From aircrew members to the ambassador, and from bandsmen to bomber jets, the U.S. sent a large contingent of both Department of Defense and Department of State personnel. From the Department of Defense alone, there were more than 1,400 Airmen and Sailors representing the United States during LIMA 19.
“[The U.S.] has the biggest Air Force in the world. You have the most sophisticated technology; everybody wants to follow the American Air Force,” said Malaysian Lt. Col. Muhammad Bin Abdullah, Royal Malaysian air force aerospace secretariat. “So when we have all the superpowers join us, people look at LIMA in a more positive light because of that participation.”

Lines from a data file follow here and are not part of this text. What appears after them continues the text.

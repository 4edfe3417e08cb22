use serde::Serialize;

/// A board game from the built-in catalog.
#[derive(Debug, Clone, Serialize)]
#[serde(rename_all = "camelCase")]
pub struct BoardGame {
    pub name: String,
    /// Vibe family the game belongs to, e.g. "social" or "chill".
    pub vibe: String,
    /// "low", "medium", or "high".
    pub energy: String,
    /// Minimum player count.
    pub min: u32,
    /// Maximum player count.
    pub max: u32,
    pub desc: String,
    pub how_to_play: String,
}

#[derive(Debug, Clone, Serialize)]
pub struct Movie {
    pub title: String,
    pub genre: String,
}

/// A deterministic recipe card templated from the caller's ingredients.
#[derive(Debug, Clone, Serialize)]
#[serde(rename_all = "camelCase")]
pub struct Recipe {
    pub name: String,
    pub prep_time: String,
    pub calories: u32,
    pub ingredients: Vec<String>,
    pub instructions: String,
    pub cuisine: String,
    pub health: String,
    pub spice: String,
}

#[cfg(test)]
mod tests {
    use super::*;

    #[test]
    fn board_game_serializes_camel_case() {
        let game = BoardGame {
            name: "Catan".to_string(),
            vibe: "social".to_string(),
            energy: "medium".to_string(),
            min: 3,
            max: 4,
            desc: "Trade, build, and settle.".to_string(),
            how_to_play: "Roll, collect, build.".to_string(),
        };
        let json = serde_json::to_value(&game).unwrap();
        assert!(json.get("howToPlay").is_some());
        assert!(json.get("how_to_play").is_none());
    }

    #[test]
    fn recipe_serializes_prep_time_field() {
        let recipe = Recipe {
            name: "Fusion Paneer One-Pan Skillet".to_string(),
            prep_time: "30 mins".to_string(),
            calories: 320,
            ingredients: vec!["paneer".to_string()],
            instructions: "1. Prep.".to_string(),
            cuisine: "Fusion".to_string(),
            health: "Comfort Food".to_string(),
            spice: "Medium".to_string(),
        };
        let json = serde_json::to_value(&recipe).unwrap();
        assert_eq!(json["prepTime"], "30 mins");
    }
}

In the era of “great power competition,” it’s more important now for the U.S. to maintain an active role in the region.
“Part of competing in the Indo-Pacific region is presence. The fact that we are here is a key indicator of our relationship with Malaysia,” said U.S. Air Force Gen. CQ Brown, Jr., U.S. Pacific Air Forces commander, who attended as part of a larger counterpart visit to the region.
The LIMA 19 U.S. military delegation was a joint effort with the U.S. Navy sending a variety of aircraft and naval assets for public display. Beyond that, Sailors from the USS Blue Ridge took it upon themselves to visit a children’s orphanage in Langkawi, spending the day participating in various sporting activities with the children and providing donated items.
LIMA 19 will be considered a success by any measure simply for the bonds built upon and strengthened around the Indo-Pacific region by U.S. participation.
In its 15th iteration, LIMA was started in 1991 by the current Malaysian Prime Minister Dr. Mahathir Bin Mohamad. It has grown in size and scope over the past three decades.
“We estimate there were around 42,000 visitors to the trade show,” said Malyasian Maj. Mohamad Hasry Bin Azhar, RAMF secretary of the aerospace secretariat.
When Azhar was asked what the U.S. participation in LIMA would do for the relationship between the two countries, he replied by saying, “We have certainly grown closer in many aspects. The government-to-government relationship has become stronger, and the military-to-military relationship has become stronger. And on behalf of the LIMA organization, I would like to thank the U.S. for participating in LIMA 19.”
“We desperately hope they’ll let us come back for LIMA 2021,” said Stottman. By the end of the exhibition, Stottman estimates he and his team have been in well more than 1,000 photos. “I’ll sign a memorandum for record to that fact,” joked Stottman.
It’s Saturday evening when LIMA 19 officially comes to a close. The final jets have taxied in, the residual smell of jet fuel permeating the air. The C-17 Globemaster III crew begins to secure their aircraft for the night, but waiting in the shadows underneath the gigantic wing is a group of Malaysians. One of the aircrew members waves them over; the children squeeze in front of the C-17’s nose for one final photo and then gleefully depart. The smiles on the faces of the aircrew are almost as big as their newfound friends’ smiles.